**YOUR GOAL**
Show every line of the data where the word "args" can be found.
*** Opening MATERIAL TO PROCESS ***
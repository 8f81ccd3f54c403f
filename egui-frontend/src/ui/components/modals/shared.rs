//! # Shared Modal Utilities
//!
//! Common overlay frame and backdrop handling for both dialogs, plus the
//! per-frame modal coordinator.

use eframe::egui;

use crate::ui::app_state::HunterSettingsApp;
use crate::ui::components::theme::colors;

/// Padding between a dialog's content and its visible edge
const DIALOG_MARGIN: f32 = 20.0;
const DIALOG_STROKE_WIDTH: f32 = 1.5;

impl HunterSettingsApp {
    /// Render all dialogs - main modal coordinator
    pub fn render_modals(&mut self, ctx: &egui::Context) {
        self.render_request_leads_modal(ctx);
        self.render_upload_leads_modal(ctx);
    }
}

/// Draw a centered dialog above a dimmed backdrop.
///
/// Returns true when a click landed outside the dialog rect; callers decide
/// whether that dismisses (the opening click itself must not, see
/// `ModalState::modal_just_opened`).
pub fn show_modal_overlay(
    ctx: &egui::Context,
    id: &str,
    size: egui::Vec2,
    add_contents: impl FnOnce(&mut egui::Ui),
) -> bool {
    let mut backdrop_clicked = false;

    egui::Area::new(egui::Id::new(id))
        .order(egui::Order::Foreground)
        .anchor(egui::Align2::CENTER_CENTER, egui::vec2(0.0, 0.0))
        .show(ctx, |ui| {
            let screen_rect = ctx.screen_rect();
            ui.painter().rect_filled(
                screen_rect,
                egui::Rounding::ZERO,
                egui::Color32::from_rgba_unmultiplied(0, 0, 0, 128),
            );

            ui.allocate_ui_at_rect(screen_rect, |ui| {
                ui.centered_and_justified(|ui| {
                    egui::Frame::window(&ui.style())
                        .fill(colors::CARD_BACKGROUND)
                        .stroke(egui::Stroke::new(DIALOG_STROKE_WIDTH, colors::CARD_BORDER))
                        .rounding(egui::Rounding::same(12.0))
                        .inner_margin(egui::Margin::same(DIALOG_MARGIN))
                        .show(ui, |ui| {
                            ui.set_min_size(size);
                            ui.set_max_size(size);
                            add_contents(ui);
                        });
                });
            });

            if ui.ctx().input(|i| i.pointer.any_click()) {
                if let Some(pointer_pos) = ui.ctx().input(|i| i.pointer.latest_pos()) {
                    if !dialog_hit_rect(screen_rect.center(), size).contains(pointer_pos) {
                        backdrop_clicked = true;
                    }
                }
            }
        });

    backdrop_clicked
}

/// The full visible extent of a dialog: content plus the frame's inner
/// margin and stroke. Clicks inside this rect never count as backdrop.
fn dialog_hit_rect(center: egui::Pos2, content_size: egui::Vec2) -> egui::Rect {
    egui::Rect::from_center_size(center, content_size)
        .expand(DIALOG_MARGIN + DIALOG_STROKE_WIDTH)
}

#[cfg(test)]
mod tests {
    use super::*;

    #[test]
    fn test_click_on_dialog_margin_ring_is_not_backdrop() {
        let center = egui::pos2(480.0, 360.0);
        let content_size = egui::vec2(420.0, 240.0);
        let hit_rect = dialog_hit_rect(center, content_size);

        // A click on the frame's own border ring, just outside the content
        // area, stays inside the dialog
        let on_margin = egui::pos2(center.x + content_size.x / 2.0 + 10.0, center.y);
        assert!(hit_rect.contains(on_margin));

        // A click clearly past the visible edge is backdrop
        let outside = egui::pos2(
            center.x + content_size.x / 2.0 + DIALOG_MARGIN + DIALOG_STROKE_WIDTH + 5.0,
            center.y,
        );
        assert!(!hit_rect.contains(outside));
    }
}
//! HTTP request handlers.
//!
//! - [`health`]: liveness check
//! - [`relay`]: batch relay of AI server outputs into object storage
//!
//! # Error Handling
//!
//! Handlers return [`crate::errors::Error`], which converts into the status code and
//! `{"message", "error"}` JSON body callers expect.

pub mod health;
pub mod relay;
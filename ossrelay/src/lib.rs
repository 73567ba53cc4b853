//! # ossrelay: AI server output relay
//!
//! `ossrelay` moves files produced by an AI image/model server into an S3-compatible object
//! storage bucket (Aliyun OSS in production) and hands back where they ended up.
//!
//! ## Overview
//!
//! Workflow tools on the AI server side call `POST /save-oss` with a list of output filenames
//! and the server's host and port. For each filename, in order, the relay:
//!
//! 1. fetches `http://{host}:{port}/view?filename={name}&type=output`, checking that the body
//!    length matches any declared `Content-Length`
//! 2. derives a fresh object key `{unix_seconds}_{index}.{original extensions}`
//! 3. uploads the bytes to the configured bucket
//! 4. sniffs the content to pick a public URL: a thumbnail URL for PNG/JPEG, a direct URL for
//!    binary glTF, and no URL otherwise
//!
//! The response lists `{"filename": key, "oss_url": url}` per requested file. The first failure
//! ends the batch with an error response; files uploaded before it are left in the bucket.
//!
//! ## Architecture
//!
//! The HTTP layer is [Axum](https://github.com/tokio-rs/axum). Batch logic lives in [`relay`],
//! which depends only on two traits: [`relay::fetch::UpstreamFetcher`] (reqwest in production)
//! and [`storage::ObjectStore`] (`aws-sdk-s3` against OSS in production, or in-memory).
//! Nothing is persisted by the relay itself and no state is shared between requests beyond
//! read-only configuration.
//!
//! ## Quick Start
//!
//! ```no_run
//! use clap::Parser;
//! use ossrelay::{Application, Config};
//!
//! #[tokio::main]
//! async fn main() -> anyhow::Result<()> {
//!     let args = ossrelay::config::Args::parse();
//!     let config = Config::load(&args)?;
//!
//!     ossrelay::telemetry::init_telemetry(config.enable_otel_export)?;
//!
//!     let app = Application::new(config).await?;
//!     app.serve(async {
//!         tokio::signal::ctrl_c().await.expect("Failed to listen for Ctrl+C");
//!     }).await?;
//!
//!     Ok(())
//! }
//! ```
//!
//! ## Configuration
//!
//! See the [`config`] module for configuration options.
pub mod api;
pub mod config;
pub mod errors;
mod openapi;
pub mod relay;
pub mod storage;
pub mod telemetry;

#[cfg(any(test, feature = "test-utils"))]
pub mod test_utils;

use axum::{
    Json, Router,
    routing::{get, post},
};
use axum_prometheus::PrometheusMetricLayer;
use bon::Builder;
pub use config::Config;
use config::StorageBackend;
use relay::{Relay, fetch::ReqwestFetcher};
use std::sync::Arc;
use storage::{InMemoryObjectStore, ObjectStore, OssObjectStore, PublicUrls};
use tokio::net::TcpListener;
use tower_http::trace::{DefaultMakeSpan, DefaultOnRequest, DefaultOnResponse, TraceLayer};
use tracing::{Level, debug, info, instrument};
use utoipa::OpenApi;

/// Application state shared across all request handlers.
///
/// ```ignore
/// let state = AppState::builder()
///     .config(config)
///     .relay(relay)
///     .build();
/// ```
#[derive(Clone, Builder)]
pub struct AppState {
    pub config: Config,
    pub relay: Relay,
}

/// Build the object store selected by `storage.backend`
pub async fn create_object_store(config: &Config) -> anyhow::Result<Arc<dyn ObjectStore>> {
    let store: Arc<dyn ObjectStore> = match config.storage.backend {
        StorageBackend::Oss => Arc::new(OssObjectStore::from_config(&config.storage).await?),
        StorageBackend::Memory => {
            info!("Using in-memory object store; relayed files will not survive a restart");
            Arc::new(InMemoryObjectStore::new(config.storage.bucket.clone()))
        }
    };
    Ok(store)
}

/// Build the main application router with all endpoints and middleware.
///
/// - `GET /test`, `GET /healthz`: liveness
/// - `POST /save-oss`: batch relay
/// - `GET /api-docs/openapi.json`: OpenAPI document
/// - `GET /internal/metrics`: Prometheus metrics, when `enable_metrics` is set
///
/// Every route is wrapped in a tracing layer.
#[instrument(skip_all)]
pub fn build_router(state: AppState) -> Router {
    let enable_metrics = state.config.enable_metrics;

    let mut router = Router::new()
        .route("/healthz", get(|| async { "OK" }))
        .route("/test", get(api::handlers::health::test))
        .route("/save-oss", post(api::handlers::relay::save_oss))
        .route("/api-docs/openapi.json", get(|| async { Json(openapi::ApiDoc::openapi()) }))
        .with_state(state);

    if enable_metrics {
        let (prometheus_layer, metric_handle) = PrometheusMetricLayer::pair();
        router = router
            .route("/internal/metrics", get(|| async move { metric_handle.render() }))
            .layer(prometheus_layer);
    }

    router.layer(
        TraceLayer::new_for_http()
            .make_span_with(DefaultMakeSpan::new().level(Level::INFO))
            .on_request(DefaultOnRequest::new().level(Level::INFO))
            .on_response(DefaultOnResponse::new().level(Level::INFO)),
    )
}

/// Main application struct.
///
/// 1. **Create**: [`Application::new`] builds the object store, the upstream fetcher and the router
/// 2. **Serve**: [`Application::serve`] binds to a TCP port and handles requests until the
///    shutdown future resolves
pub struct Application {
    router: Router,
    config: Config,
}

impl Application {
    /// Create a new application instance with all resources initialized
    pub async fn new(config: Config) -> anyhow::Result<Self> {
        debug!("Starting relay with configuration: {:#?}", config);

        let store = create_object_store(&config).await?;
        Self::new_with_store(config, store)
    }

    /// Create an application writing to a caller-provided store
    pub fn new_with_store(config: Config, store: Arc<dyn ObjectStore>) -> anyhow::Result<Self> {
        let fetcher = ReqwestFetcher::new(&config.upstream)?;
        let public_urls = PublicUrls::from_config(&config.storage);
        let relay = Relay::new(Arc::new(fetcher), store, public_urls);

        let app_state = AppState::builder().config(config.clone()).relay(relay).build();
        let router = build_router(app_state);

        Ok(Self { router, config })
    }

    /// Convert application into a test server (for tests)
    #[cfg(any(test, feature = "test-utils"))]
    pub fn into_test_server(self) -> axum_test::TestServer {
        axum_test::TestServer::new(self.router).expect("Failed to create test server")
    }

    /// Start serving the application
    pub async fn serve<F>(self, shutdown: F) -> anyhow::Result<()>
    where
        F: std::future::Future<Output = ()> + Send + 'static,
    {
        let bind_addr = self.config.bind_address();
        let listener = TcpListener::bind(&bind_addr).await?;
        info!(
            "Relay listening on http://{}, available at http://localhost:{}",
            bind_addr, self.config.port
        );

        axum::serve(listener, self.router.into_make_service())
            .with_graceful_shutdown(shutdown)
            .await?;

        info!("Shutting down telemetry...");
        telemetry::shutdown_telemetry();

        Ok(())
    }
}

#[cfg(test)]
mod test {
    use crate::config::StorageBackend;
    use crate::test_utils::{create_test_config, install_crypto_provider};

    #[tokio::test]
    async fn test_application_with_memory_backend() {
        install_crypto_provider();
        let mut config = create_test_config();
        config.storage.backend = StorageBackend::Memory;

        let app = crate::Application::new(config).await;
        assert!(app.is_ok(), "Application::new should succeed");

        let server = app.unwrap().into_test_server();

        let health_response = server.get("/healthz").await;
        assert_eq!(health_response.status_code().as_u16(), 200);
        assert_eq!(health_response.text(), "OK");

        let openapi_response = server.get("/api-docs/openapi.json").await;
        assert_eq!(openapi_response.status_code().as_u16(), 200);
        assert!(openapi_response.text().contains("/save-oss"));
    }

    #[tokio::test]
    async fn test_build_router_with_metrics_disabled() {
        let (server, _store) = crate::test_utils::create_test_app();

        let metrics_response = server.get("/internal/metrics").await;
        assert_eq!(metrics_response.status_code().as_u16(), 404);
    }

    #[tokio::test]
    async fn test_build_router_with_metrics_enabled() {
        let mut config = create_test_config();
        config.enable_metrics = true;
        let (server, _store) = crate::test_utils::create_test_app_with_config(config);

        server.get("/test").await;

        let metrics_response = server.get("/internal/metrics").await;
        assert_eq!(metrics_response.status_code().as_u16(), 200);
        let metrics_content = metrics_response.text();
        assert!(metrics_content.contains("# HELP") || metrics_content.contains("# TYPE"));
    }
}
//! Test utilities for integration testing (available with `test-utils` feature).

use std::sync::{Arc, Once};

use axum_test::TestServer;
use wiremock::MockServer;

use crate::config::{Config, StorageBackend, StorageConfig};
use crate::relay::fetch::Upstream;
use crate::storage::InMemoryObjectStore;

/// Smallest PNG prefix `infer` recognises
pub const PNG: &[u8] = &[0x89, b'P', b'N', b'G', 0x0D, 0x0A, 0x1A, 0x0A, 0, 0, 0, 0x0D, b'I', b'H', b'D', b'R'];
/// JFIF header
pub const JPEG: &[u8] = &[0xFF, 0xD8, 0xFF, 0xE0, 0x00, 0x10, b'J', b'F', b'I', b'F', 0x00];
/// Binary glTF header, version 2
pub const GLB: &[u8] = &[b'g', b'l', b'T', b'F', 2, 0, 0, 0, 0x40, 0, 0, 0];

static CRYPTO_PROVIDER: Once = Once::new();

/// reqwest is built without a default TLS provider, so every test building a client needs one.
pub fn install_crypto_provider() {
    CRYPTO_PROVIDER.call_once(|| {
        let _ = rustls::crypto::aws_lc_rs::default_provider().install_default();
    });
}

/// Upstream address pointing at a running mock AI server
pub fn upstream_for(server: &MockServer) -> Upstream {
    let address = server.address();
    Upstream {
        host: address.ip().to_string(),
        port: address.port().to_string(),
    }
}

pub fn create_test_config() -> Config {
    Config {
        host: "127.0.0.1".to_string(),
        port: 0,
        storage: StorageConfig {
            backend: StorageBackend::Memory,
            bucket: "test-bucket".to_string(),
            region: "cn-hangzhou".to_string(),
            ..Default::default()
        },
        ..Default::default()
    }
}

pub fn create_test_app() -> (TestServer, InMemoryObjectStore) {
    create_test_app_with_config(create_test_config())
}

/// Build a test server over an in-memory store; the returned store handle shares its contents.
pub fn create_test_app_with_config(config: Config) -> (TestServer, InMemoryObjectStore) {
    install_crypto_provider();

    let store = InMemoryObjectStore::new(config.storage.bucket.clone());
    let app = crate::Application::new_with_store(config, Arc::new(store.clone())).expect("Failed to create application");

    (app.into_test_server(), store)
}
*** Closing MATERIAL TO PROCESS ***
**RESPONSE TO THIS EXERCISE**
//!     let args = ossrelay::config::Args::parse();
//!     let config = Config::load(&args)?;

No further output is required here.